** DATA FOR THE TASK **
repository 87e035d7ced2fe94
//! Configuration error types.

use std::path::PathBuf;
use thiserror::Error;

/// Configuration-related errors
#[derive(Debug, Error)]
pub enum ConfigError {
    #[error("IO error when reading `{0}`")]
    Io(PathBuf, #[source] std::io::Error),

    #[error("Config file parsing error")]
    Toml(#[from] toml::de::Error),

    #[error("Config validation error: {0}")]
    Validation(String),
}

** YOUR TASK **
Identify each line in the records above containing the word "PathBuf"; copy those lines.

** EXPECTED ANSWER **
use std::path::PathBuf;
    Io(PathBuf, #[source] std::io::Error),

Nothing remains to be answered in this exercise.